Ensemble Learning for Multi-Regional Food Price Prediction in Indonesia

I collaborated on a project to tackle the challenge of volatile food commodity prices in Indonesia. Working alongside Adzka Bagus Juniarta and Rayhan Adi Wicaksono at Universitas Gadjah Mada, we aimed to create accurate predictions for 13 key staples across 34 provinces using data from the National Food Agency (Bapanas). This work not only highlights the power of ensemble methods in handling complex, multi-regional data but also contributes to food security and policy-making in a diverse economy like Indonesia's.
The Challenge: Volatility in Food Prices
Indonesia's archipelago geography leads to significant price disparities for essentials like rice, onions, and cooking oil due to factors such as climate variations, supply chain issues, and regional economic differences. Traditional statistical models often fall short in capturing these temporal and spatial dependencies, resulting in unreliable forecasts that can exacerbate food insecurity and market inefficiencies.
Our dataset spanned January 2022 to December 2024, encompassing daily prices for commodities like beras medium (medium rice), cabai merah keriting (curly red chili), and minyak goreng curah (bulk cooking oil). With over 34 provinces and multiple commodities, the data presented challenges like missing values (averaging 3-5% per commodity) and regional correlations.
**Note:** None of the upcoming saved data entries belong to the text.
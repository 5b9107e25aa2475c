use std::error::Error;
use std::path::Path;
use std::sync::Arc;

use clap::Parser;
use warren_maze::MazeGrid;

mod app;
mod camera;
mod config;
mod event;
mod gamestate;
mod player;

use app::App;
use config::AppConfig;

#[derive(Parser, Debug)]
#[command(name = "warren", about = "Walk a chunk-streamed 3D maze")]
struct Args {
    /// TOML config path; a missing file falls back to built-in defaults
    #[arg(long, default_value = "warren.toml")]
    config: String,
    /// Grid width in cells
    #[arg(long)]
    width: Option<usize>,
    /// Grid height in cells
    #[arg(long)]
    height: Option<usize>,
    /// Grid depth in cells
    #[arg(long)]
    depth: Option<usize>,
    /// Carve seed; identical seeds reproduce the maze exactly
    #[arg(long)]
    seed: Option<u64>,
    /// Active-cube radius around the walker, in chunks
    #[arg(long)]
    view_distance: Option<i32>,
}

fn main() -> Result<(), Box<dyn Error>> {
    env_logger::init();
    let args = Args::parse();

    let mut cfg = if Path::new(&args.config).exists() {
        config::load_config_from_path(Path::new(&args.config))?
    } else {
        AppConfig::default()
    };
    if let Some(w) = args.width {
        cfg.grid.width = w;
    }
    if let Some(h) = args.height {
        cfg.grid.height = h;
    }
    if let Some(d) = args.depth {
        cfg.grid.depth = d;
    }
    if let Some(seed) = args.seed {
        cfg.grid.seed = seed;
    }
    if let Some(vd) = args.view_distance {
        cfg.stream.view_distance = vd;
    }

    let grid = Arc::new(MazeGrid::with_seed(
        cfg.grid.width,
        cfg.grid.height,
        cfg.grid.depth,
        cfg.grid.seed,
    )?);
    log::info!(
        "carved {}x{}x{} maze (seed {}): {} open passages",
        grid.width(),
        grid.height(),
        grid.depth(),
        cfg.grid.seed,
        grid.open_edge_count()
    );

    let (mut rl, thread) = raylib::init().size(1280, 720).title("Warren").build();
    rl.set_target_fps(60);
    rl.disable_cursor();
    log::info!("window up, streaming with view distance {}", cfg.stream.view_distance);

    let mut app = App::new(grid, &cfg);
    while !rl.window_should_close() {
        let dt = rl.get_frame_time();
        app.step(&mut rl, dt);
        let mut d = rl.begin_drawing(&thread);
        app.render(&mut d);
    }
    Ok(())
}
Methodology: From Preprocessing to Ensemble Modeling
We began with thorough data preprocessing to handle null values using forward and backward fill techniques, ensuring continuity in the time series. We excluded unstable data prior to July 14, 2022, due to large gaps identified in exploratory data analysis (EDA).
EDA revealed insights like high null percentages in certain commodities (e.g., 15.93% in bulk cooking oil) and strong Pearson correlations between neighboring provinces, such as those on Java Island.

For feature engineering, we introduced national average prices as a covariate to capture broader trends. We experimented with a range of models, from simple baselines like Naive and Seasonal Naive to advanced deep learning approaches such as Chronos, Temporal Fusion Transformer (TFT), and PatchTST. Evaluation used Mean Absolute Percentage Error (MAPE) on a validation set matching the forecast horizon.
The standout was our Weighted Ensemble model, which combined predictions from top performers via greedy optimization. This ensemble outperformed individual models, especially after data cutoff.
Results: Achieving High Accuracy
On national averages, the Weighted Ensemble achieved a MAPE of 3.29% (cutoff scenario), surpassing AutoETS (4.50%) and TFT (4.81%).
For provincial forecasts, it reached 3.28% MAPE, better than baselines like Seasonal Naive (8.23%) and deep models like DeepAR (16.56%).

These results demonstrate the ensemble's robustness in multi-commodity, multi-regional settings.
Conclusion: Implications and Future Work
This project underscores the value of ensemble learning in enhancing food price predictions, aiding government interventions and economic planning. By integrating national trends and addressing regional gaps, we provided a reliable tool for volatility mitigation.
In the future, incorporating external variables like weather data or trade policies could further improve accuracy. This work strengthened my skills in Python-based time series libraries (e.g., Darts, GluonTS) and deep learning frameworks, and I'm excited to apply similar approaches to other real-world problems.